The View from Mattie’s Pillow

We’re into late summer weather here. Early fall, really. On the willows growing out of the side of the bank and along the roads and riverbanks, there are starting to be a few yellow leaves like bright commas among the dusty green.

Overhead, the sandhill cranes flock and circle, their wide-stretched wingspan, long necks, stick legs behind. Today, I walked to campus from the parking lot and a V of geese straggled overhead. They called to each other with that slightly desperate, questioning call they have, as if they are always lost: “Which way? I thought you knew? Now what?” The cranes sound like they are having more fun. They gargle out their call as if the air were delicious to them. I watched a group of them yesterday, circling on an eddy of air, revving themselves up for the long flight to Brownsville, where they overwinter in the fields and the Laguna Atascosa wildlife refuge. There were young ones among the flock and they seemed to be teasing each other, brushing wingtips and rolling away, then righting themselves and doing it all over again.

A friend once told me that when cranes fly over, it’s good luck. We’re out standing under cranes as much as we can right now, storing all the luck we can.

And we sure do seem to need it. I’m still reeling from the loss of my friend, mentor, and colleague, Roy Bird. And then there’s Teddy Kennedy, whose life in politics has been an ongoing presence in the political consciousness of a whole generation. And then there’s the rain, the cold, and, the true mark of the coming of fall in the Interior, dark nights. We mark the end of summer with the sighting of the first star. It usually coincides with first frost.

We’ve avoided frost here in the hills, but some friends have lost their gardens already.
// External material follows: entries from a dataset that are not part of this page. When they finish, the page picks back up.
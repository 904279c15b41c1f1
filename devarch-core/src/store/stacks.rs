use uuid::Uuid;

use crate::error::{Error, Result};
use crate::types::Stack;
use crate::validation;

use super::{now_rfc3339, parse_ts, parse_ts_opt, Store};

type StackRow = (
    String,         // id
    String,         // name
    String,         // description
    Option<String>, // network_name
    i64,            // enabled
    Option<String>, // last_applied_checksum
    String,         // created_at
    String,         // updated_at
    Option<String>, // deleted_at
);

fn stack_from_row(row: StackRow) -> Result<Stack> {
    Ok(Stack {
        id: row.0,
        name: row.1,
        description: row.2,
        network_name: row.3,
        enabled: row.4 != 0,
        last_applied_checksum: row.5,
        created_at: parse_ts(&row.6)?,
        updated_at: parse_ts(&row.7)?,
        deleted_at: parse_ts_opt(row.8.as_deref())?,
    })
}

const STACK_COLUMNS: &str = "id, name, description, network_name, enabled, \
     last_applied_checksum, created_at, updated_at, deleted_at";

impl Store {
    pub async fn create_stack(
        &self,
        name: &str,
        description: &str,
        network_name: Option<&str>,
    ) -> Result<Stack> {
        validation::validate_stack_name(name)?;
        if let Some(net) = network_name {
            if net.is_empty() {
                return Err(Error::validation("network override must not be empty")
                    .with_field("network_name"));
            }
        }

        if self.get_stack(name).await?.is_some() {
            return Err(Error::conflict(format!("stack '{}' already exists", name))
                .with_field("name")
                .with_suggestion(format!("{}-2", name)));
        }

        let id = Uuid::new_v4().to_string();
        let now = now_rfc3339();
        sqlx::query(
            "INSERT INTO stacks (id, name, description, network_name, enabled, created_at, updated_at) \
             VALUES (?, ?, ?, ?, 1, ?, ?)",
        )
        .bind(&id)
        .bind(name)
        .bind(description)
        .bind(network_name)
        .bind(&now)
        .bind(&now)
        .execute(self.pool())
        .await?;

        self.get_stack(name)
            .await?
            .ok_or_else(|| Error::internal(format!("stack '{}' vanished after insert", name)))
    }

    /// Active (non-soft-deleted) stack by name.
    pub async fn get_stack(&self, name: &str) -> Result<Option<Stack>> {
        let row = sqlx::query_as::<_, StackRow>(&format!(
            "SELECT {} FROM stacks WHERE name = ? AND deleted_at IS NULL",
            STACK_COLUMNS
        ))
        .bind(name)
        .fetch_optional(self.pool())
        .await?;
        row.map(stack_from_row).transpose()
    }

    /// Active stack by name, or a not-found error naming it.
    pub async fn require_stack(&self, name: &str) -> Result<Stack> {
        self.get_stack(name)
            .await?
            .ok_or_else(|| Error::not_found(format!("stack '{}' not found", name)))
    }

    pub async fn get_stack_by_id(&self, id: &str) -> Result<Option<Stack>> {
        let row = sqlx::query_as::<_, StackRow>(&format!(
            "SELECT {} FROM stacks WHERE id = ?",
            STACK_COLUMNS
        ))
        .bind(id)
        .fetch_optional(self.pool())
        .await?;
        row.map(stack_from_row).transpose()
    }

    pub async fn list_stacks(&self, include_deleted: bool) -> Result<Vec<Stack>> {
        let sql = if include_deleted {
            format!("SELECT {} FROM stacks ORDER BY name ASC", STACK_COLUMNS)
        } else {
            format!(
                "SELECT {} FROM stacks WHERE deleted_at IS NULL ORDER BY name ASC",
                STACK_COLUMNS
            )
        };
        let rows = sqlx::query_as::<_, StackRow>(&sql)
            .fetch_all(self.pool())
            .await?;
        rows.into_iter().map(stack_from_row).collect()
    }

    /// Edit description and/or network override. The name is immutable;
    /// renaming happens by clone.
    pub async fn update_stack_meta(
        &self,
        name: &str,
        description: Option<&str>,
        network_name: Option<Option<&str>>,
    ) -> Result<Stack> {
        let stack = self.require_stack(name).await?;
        let description = description.unwrap_or(&stack.description);
        let network = match network_name {
            Some(net) => net.map(|s| s.to_string()),
            None => stack.network_name.clone(),
        };
        sqlx::query(
            "UPDATE stacks SET description = ?, network_name = ?, updated_at = ? WHERE id = ?",
        )
        .bind(description)
        .bind(&network)
        .bind(now_rfc3339())
        .bind(&stack.id)
        .execute(self.pool())
        .await?;
        self.require_stack(name).await
    }

    pub async fn set_stack_enabled(&self, name: &str, enabled: bool) -> Result<Stack> {
        let stack = self.require_stack(name).await?;
        sqlx::query("UPDATE stacks SET enabled = ?, updated_at = ? WHERE id = ?")
            .bind(enabled as i64)
            .bind(now_rfc3339())
            .bind(&stack.id)
            .execute(self.pool())
            .await?;
        self.require_stack(name).await
    }

    pub async fn set_last_applied_checksum(&self, stack_id: &str, checksum: &str) -> Result<()> {
        sqlx::query("UPDATE stacks SET last_applied_checksum = ?, updated_at = ? WHERE id = ?")
            .bind(checksum)
            .bind(now_rfc3339())
            .bind(stack_id)
            .execute(self.pool())
            .await?;
        Ok(())
    }

    /// Move a stack to the trash. Its name becomes free for reuse.
    pub async fn soft_delete_stack(&self, name: &str) -> Result<()> {
        let stack = self.require_stack(name).await?;
        sqlx::query("UPDATE stacks SET deleted_at = ?, updated_at = ? WHERE id = ?")
            .bind(now_rfc3339())
            .bind(now_rfc3339())
            .bind(&stack.id)
            .execute(self.pool())
            .await?;
        Ok(())
    }

    /// Restore the most recently trashed stack of this name. Fails with
    /// `conflict` when an active stack holds the name.
    pub async fn restore_stack(&self, name: &str) -> Result<Stack> {
        if self.get_stack(name).await?.is_some() {
            return Err(
                Error::conflict(format!("an active stack named '{}' already exists", name))
                    .with_field("name"),
            );
        }
        let row = sqlx::query_as::<_, StackRow>(&format!(
            "SELECT {} FROM stacks WHERE name = ? AND deleted_at IS NOT NULL \
             ORDER BY deleted_at DESC LIMIT 1",
            STACK_COLUMNS
        ))
        .bind(name)
        .fetch_optional(self.pool())
        .await?;
        let stack = row
            .map(stack_from_row)
            .transpose()?
            .ok_or_else(|| Error::not_found(format!("no trashed stack named '{}'", name)))?;

        sqlx::query("UPDATE stacks SET deleted_at = NULL, updated_at = ? WHERE id = ?")
            .bind(now_rfc3339())
            .bind(&stack.id)
            .execute(self.pool())
            .await?;
        self.require_stack(name).await
    }

    /// Permanently delete a trashed stack and everything it owns: instances,
    /// override rows, lockfile entries, and any stale lock.
    pub async fn hard_delete_stack(&self, stack_id: &str) -> Result<()> {
        let stack = self
            .get_stack_by_id(stack_id)
            .await?
            .ok_or_else(|| Error::not_found(format!("stack id '{}' not found", stack_id)))?;
        if !stack.is_deleted() {
            return Err(Error::conflict(format!(
                "stack '{}' is active; soft-delete it before purging",
                stack.name
            )));
        }

        let mut tx = self.pool().begin().await?;
        for table in [
            "override_scalars",
            "override_ports",
            "override_volumes",
            "override_env",
            "override_labels",
            "override_domains",
            "override_healthcheck",
            "override_deps",
            "override_config_files",
        ] {
            sqlx::query(&format!(
                "DELETE FROM {} WHERE instance_pk IN (SELECT id FROM instances WHERE stack_id = ?)",
                table
            ))
            .bind(stack_id)
            .execute(&mut *tx)
            .await?;
        }
        sqlx::query("DELETE FROM lockfile_entries WHERE stack_id = ?")
            .bind(stack_id)
            .execute(&mut *tx)
            .await?;
        sqlx::query("DELETE FROM stack_locks WHERE stack_id = ?")
            .bind(stack_id)
            .execute(&mut *tx)
            .await?;
        sqlx::query("DELETE FROM instances WHERE stack_id = ?")
            .bind(stack_id)
            .execute(&mut *tx)
            .await?;
        sqlx::query("DELETE FROM stacks WHERE id = ?")
            .bind(stack_id)
            .execute(&mut *tx)
            .await?;
        tx.commit().await?;
        Ok(())
    }

    /// Copy a stack: instances and override rows come along, the lockfile
    /// and applied checksum do not. An explicit network override is dropped
    /// so both stacks keep disjoint networks.
    pub async fn clone_stack(&self, source: &str, target: &str) -> Result<Stack> {
        validation::validate_stack_name(target)?;
        let src = self.require_stack(source).await?;
        if self.get_stack(target).await?.is_some() {
            return Err(Error::conflict(format!("stack '{}' already exists", target))
                .with_field("target"));
        }

        let new_stack_id = Uuid::new_v4().to_string();
        let now = now_rfc3339();

        let mut tx = self.pool().begin().await?;
        sqlx::query(
            "INSERT INTO stacks (id, name, description, network_name, enabled, created_at, updated_at) \
             VALUES (?, ?, ?, NULL, ?, ?, ?)",
        )
        .bind(&new_stack_id)
        .bind(target)
        .bind(&src.description)
        .bind(src.enabled as i64)
        .bind(&now)
        .bind(&now)
        .execute(&mut *tx)
        .await?;

        let instance_rows = sqlx::query_as::<_, (String, String, String, i64)>(
            "SELECT id, instance_id, template_id, enabled FROM instances \
             WHERE stack_id = ? AND deleted_at IS NULL",
        )
        .bind(&src.id)
        .fetch_all(&mut *tx)
        .await?;

        for (old_pk, instance_id, template_id, enabled) in instance_rows {
            let new_pk = Uuid::new_v4().to_string();
            sqlx::query(
                "INSERT INTO instances (id, stack_id, instance_id, template_id, enabled, created_at, updated_at) \
                 VALUES (?, ?, ?, ?, ?, ?, ?)",
            )
            .bind(&new_pk)
            .bind(&new_stack_id)
            .bind(&instance_id)
            .bind(&template_id)
            .bind(enabled)
            .bind(&now)
            .bind(&now)
            .execute(&mut *tx)
            .await?;

            sqlx::query(
                "INSERT INTO override_scalars (instance_pk, image, restart_policy, command, run_as) \
                 SELECT ?, image, restart_policy, command, run_as FROM override_scalars WHERE instance_pk = ?",
            )
            .bind(&new_pk)
            .bind(&old_pk)
            .execute(&mut *tx)
            .await?;
            sqlx::query(
                "INSERT INTO override_ports (instance_pk, position, host_port, container_port, protocol) \
                 SELECT ?, position, host_port, container_port, protocol FROM override_ports WHERE instance_pk = ?",
            )
            .bind(&new_pk)
            .bind(&old_pk)
            .execute(&mut *tx)
            .await?;
            sqlx::query(
                "INSERT INTO override_volumes (instance_pk, position, source, target, read_only, kind) \
                 SELECT ?, position, source, target, read_only, kind FROM override_volumes WHERE instance_pk = ?",
            )
            .bind(&new_pk)
            .bind(&old_pk)
            .execute(&mut *tx)
            .await?;
            sqlx::query(
                "INSERT INTO override_env (instance_pk, key, value, secret) \
                 SELECT ?, key, value, secret FROM override_env WHERE instance_pk = ?",
            )
            .bind(&new_pk)
            .bind(&old_pk)
            .execute(&mut *tx)
            .await?;
            sqlx::query(
                "INSERT INTO override_labels (instance_pk, key, value) \
                 SELECT ?, key, value FROM override_labels WHERE instance_pk = ?",
            )
            .bind(&new_pk)
            .bind(&old_pk)
            .execute(&mut *tx)
            .await?;
            sqlx::query(
                "INSERT INTO override_domains (instance_pk, position, host, port) \
                 SELECT ?, position, host, port FROM override_domains WHERE instance_pk = ?",
            )
            .bind(&new_pk)
            .bind(&old_pk)
            .execute(&mut *tx)
            .await?;
            sqlx::query(
                "INSERT INTO override_healthcheck (instance_pk, test, interval_secs, timeout_secs, retries, start_period_secs) \
                 SELECT ?, test, interval_secs, timeout_secs, retries, start_period_secs FROM override_healthcheck WHERE instance_pk = ?",
            )
            .bind(&new_pk)
            .bind(&old_pk)
            .execute(&mut *tx)
            .await?;
            sqlx::query(
                "INSERT INTO override_deps (instance_pk, position, depends_on) \
                 SELECT ?, position, depends_on FROM override_deps WHERE instance_pk = ?",
            )
            .bind(&new_pk)
            .bind(&old_pk)
            .execute(&mut *tx)
            .await?;
            sqlx::query(
                "INSERT INTO override_config_files (instance_pk, path, content, mode) \
                 SELECT ?, path, content, mode FROM override_config_files WHERE instance_pk = ?",
            )
            .bind(&new_pk)
            .bind(&old_pk)
            .execute(&mut *tx)
            .await?;
        }

        tx.commit().await?;
        self.require_stack(target).await
    }
}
I still have red and green romaine, purple and orange carrots, cauliflower, zucchini, crookneck squash, broccoli, kale, potatoes, and, in the greenhouse coming ripe just in time, luscious Chianti Rose tomatoes.

A couple of years ago, I wrote a poem after a walk in Creamers’ Field among cranes, called, “We Tempt Our Luck”—the cranes, the first hint of winter chill, and the boy in the poem who was writing to save his luck all wove into the poem. It’s now the title poem of a chapbook of poems that is just out from Astounding Beauty Ruffian Press, in Virginia (see Writing Links for their website). Now, I’m thinking about how much hope it’s possible to have, cranes or no cranes—then thinking of Teddy, who was a committed optimist, or he wouldn’t have reached out to as many people or crossed as many party lines as he did. I’ll dedicate some of my back-to-school energy this fall to his memory and to Roy, who reminds me to speak truth to power and to do it from my most genuine self.
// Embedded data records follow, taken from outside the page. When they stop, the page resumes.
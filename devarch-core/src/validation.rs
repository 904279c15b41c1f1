use crate::error::{Error, Result};

/// Maximum length for a stack or instance name.
pub const MAX_NAME_LEN: usize = 40;
/// Maximum length for a combined container name.
pub const MAX_CONTAINER_NAME_LEN: usize = 127;

/// Prefix for every name DevArch derives.
pub const NAME_PREFIX: &str = "devarch";

/// Reserved label namespace. Keys under it are injected by the resolver and
/// win over template and instance labels.
pub const LABEL_NAMESPACE: &str = "devarch.";
pub const LABEL_STACK_ID: &str = "devarch.stack_id";
pub const LABEL_INSTANCE_ID: &str = "devarch.instance_id";
pub const LABEL_TEMPLATE_SERVICE_ID: &str = "devarch.template_service_id";
pub const LABEL_MANAGED_BY: &str = "devarch.managed_by";
pub const MANAGED_BY_VALUE: &str = "devarch";

/// DNS-safe check: lowercase alphanumerics and hyphens, no leading or
/// trailing hyphen, non-empty.
pub fn is_dns_safe(value: &str) -> bool {
    if value.is_empty() {
        return false;
    }
    if value.starts_with('-') || value.ends_with('-') {
        return false;
    }
    value
        .chars()
        .all(|c| c.is_ascii_lowercase() || c.is_ascii_digit() || c == '-')
}

/// Reduce arbitrary input to a DNS-safe slug, used for validation
/// suggestions.
pub fn slugify(input: &str) -> String {
    let mut slug = String::with_capacity(input.len());
    let mut last_hyphen = true;
    for c in input.chars() {
        let c = c.to_ascii_lowercase();
        if c.is_ascii_lowercase() || c.is_ascii_digit() {
            slug.push(c);
            last_hyphen = false;
        } else if !last_hyphen {
            slug.push('-');
            last_hyphen = true;
        }
    }
    while slug.ends_with('-') {
        slug.pop();
    }
    slug.truncate(MAX_NAME_LEN);
    while slug.ends_with('-') {
        slug.pop();
    }
    slug
}

fn validate_dns_name(field: &str, value: &str) -> Result<()> {
    if value.is_empty() {
        return Err(Error::validation(format!("{} must not be empty", field)).with_field(field));
    }
    if value.len() > MAX_NAME_LEN {
        return Err(Error::validation(format!(
            "{} '{}' exceeds {} characters",
            field, value, MAX_NAME_LEN
        ))
        .with_field(field)
        .with_suggestion(slugify(value)));
    }
    if !is_dns_safe(value) {
        return Err(Error::validation(format!(
            "{} '{}' must contain only lowercase alphanumerics and hyphens and must not start or end with a hyphen",
            field, value
        ))
        .with_field(field)
        .with_suggestion(slugify(value)));
    }
    Ok(())
}

pub fn validate_stack_name(name: &str) -> Result<()> {
    validate_dns_name("stack", name)
}

pub fn validate_instance_id(stack: &str, instance: &str) -> Result<()> {
    validate_dns_name("instance", instance)?;
    let combined = container_name(stack, instance);
    if combined.len() > MAX_CONTAINER_NAME_LEN {
        return Err(Error::validation(format!(
            "container name '{}' exceeds {} characters",
            combined, MAX_CONTAINER_NAME_LEN
        ))
        .with_field("instance"));
    }
    Ok(())
}

pub fn validate_template_name(name: &str) -> Result<()> {
    validate_dns_name("template", name)
}

/// `devarch-{stack}-{instance}`.
pub fn container_name(stack: &str, instance: &str) -> String {
    format!("{}-{}-{}", NAME_PREFIX, stack, instance)
}

/// `devarch-{stack}-net`, unless the stack carries an explicit override.
pub fn network_name(stack: &str) -> String {
    format!("{}-{}-net", NAME_PREFIX, stack)
}

/// Prefix shared by every container of a stack.
pub fn stack_container_prefix(stack: &str) -> String {
    format!("{}-{}-", NAME_PREFIX, stack)
}

/// Whether a label key falls inside the reserved `devarch.*` namespace.
pub fn is_reserved_label(key: &str) -> bool {
    key.starts_with(LABEL_NAMESPACE)
}

#[cfg(test)]
mod tests {
    use super::*;

    #[test]
    fn dns_safe_accepts_plain_names() {
        assert!(is_dns_safe("a"));
        assert!(is_dns_safe("my-stack-2"));
        assert!(is_dns_safe("0abc"));
    }

    #[test]
    fn dns_safe_rejects_bad_shapes() {
        assert!(!is_dns_safe(""));
        assert!(!is_dns_safe("-lead"));
        assert!(!is_dns_safe("trail-"));
        assert!(!is_dns_safe("Upper"));
        assert!(!is_dns_safe("under_score"));
        assert!(!is_dns_safe("dot.ted"));
    }

    #[test]
    fn name_length_boundary() {
        let at_limit = "a".repeat(MAX_NAME_LEN);
        assert!(validate_stack_name(&at_limit).is_ok());

        let over = "a".repeat(MAX_NAME_LEN + 1);
        let err = validate_stack_name(&over).unwrap_err();
        assert_eq!(err.kind, crate::error::ErrorKind::Validation);
        assert_eq!(err.field.as_deref(), Some("stack"));
    }

    #[test]
    fn slugify_produces_valid_suggestions() {
        assert_eq!(slugify("My Cool App!"), "my-cool-app");
        assert_eq!(slugify("__lead"), "lead");
        assert_eq!(slugify("a--b"), "a-b");
        assert!(is_dns_safe(&slugify("Some Very Strange  NAME (v2)")));
    }

    #[test]
    fn derived_names() {
        assert_eq!(container_name("a", "web"), "devarch-a-web");
        assert_eq!(network_name("a"), "devarch-a-net");
        assert_eq!(stack_container_prefix("a"), "devarch-a-");
    }

    #[test]
    fn reserved_labels() {
        assert!(is_reserved_label("devarch.stack_id"));
        assert!(is_reserved_label("devarch.anything"));
        assert!(!is_reserved_label("com.example.role"));
    }

    #[test]
    fn validation_error_carries_suggestion() {
        let err = validate_stack_name("My Stack").unwrap_err();
        assert_eq!(err.suggestion.as_deref(), Some("my-stack"));
    }
}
Yesterday, speaking of hope, I went out on the deck as the light was beginning to turn that watery gray it gets when it’s about to pour rain or when it’s serious that night will come soon. I could see an orange tinge to the sky, flat with clouds. Somewhere behind me the north-west setting sun skipped over the northern curve of the earth and shot a ray into the rusty gray sky, arcing a perfect rainbow across the sky. Because of the orange tint in the clouds, the blues and greens were tough to pick out. But the reds, yellows, oranges glowed. A strange beauty, after much gloomy rain.

Today, a scrubbed blue sky. And the cranes.